> **Exercise data**

// Licensed to the Apache Software Foundation (ASF) under one
// or more contributor license agreements.  See the NOTICE file
// distributed with this work for additional information
// regarding copyright ownership.  The ASF licenses this file
// to you under the Apache License, Version 2.0 (the
// "License"); you may not use this file except in compliance
// with the License.  You may obtain a copy of the License at
//
//   http://www.apache.org/licenses/LICENSE-2.0
//
// Unless required by applicable law or agreed to in writing,
// software distributed under the License is distributed on an
// "AS IS" BASIS, WITHOUT WARRANTIES OR CONDITIONS OF ANY
// KIND, either express or implied.  See the License for the
// specific language governing permissions and limitations
// under the License.

//! Key codecs and the key length prefix of the domain record format.
//!
//! The binary record format does not fix how a domain key becomes bytes. Callers pass an encoder
//! to [`crate::domain::DomainRecord::write`] and a decoder to
//! [`crate::domain::DomainRecord::read`], which lets them intern or compress keys. The functions
//! here are the plain UTF-8 pair.

mod prefix;

pub use self::prefix::PrefixWidth;
use crate::error::Error;

/// Encodes a key as its raw UTF-8 bytes.
pub fn encode_utf8(key: &str) -> Result<Vec<u8>, Error> {
    Ok(key.as_bytes().to_vec())
}

/// Decodes raw UTF-8 bytes into a key.
///
/// # Examples
///
/// ```
/// # use lshensemble::codec::decode_utf8;
/// # use lshensemble::error::ErrorKind;
/// assert_eq!(decode_utf8(b"abcd".to_vec()).unwrap(), "abcd");
/// assert_eq!(decode_utf8(vec![0xff]).unwrap_err().kind(), ErrorKind::InvalidData);
/// ```
pub fn decode_utf8(bytes: Vec<u8>) -> Result<String, Error> {
    String::from_utf8(bytes).map_err(|err| {
        Error::deserial("key is not valid UTF-8")
            .with_context("valid_up_to", err.utf8_error().valid_up_to())
    })
}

> **The problem**
The lines above that hold the word "distributed" are the ones to copy.

> **Reply**
// distributed with this work for additional information
// software distributed under the License is distributed on an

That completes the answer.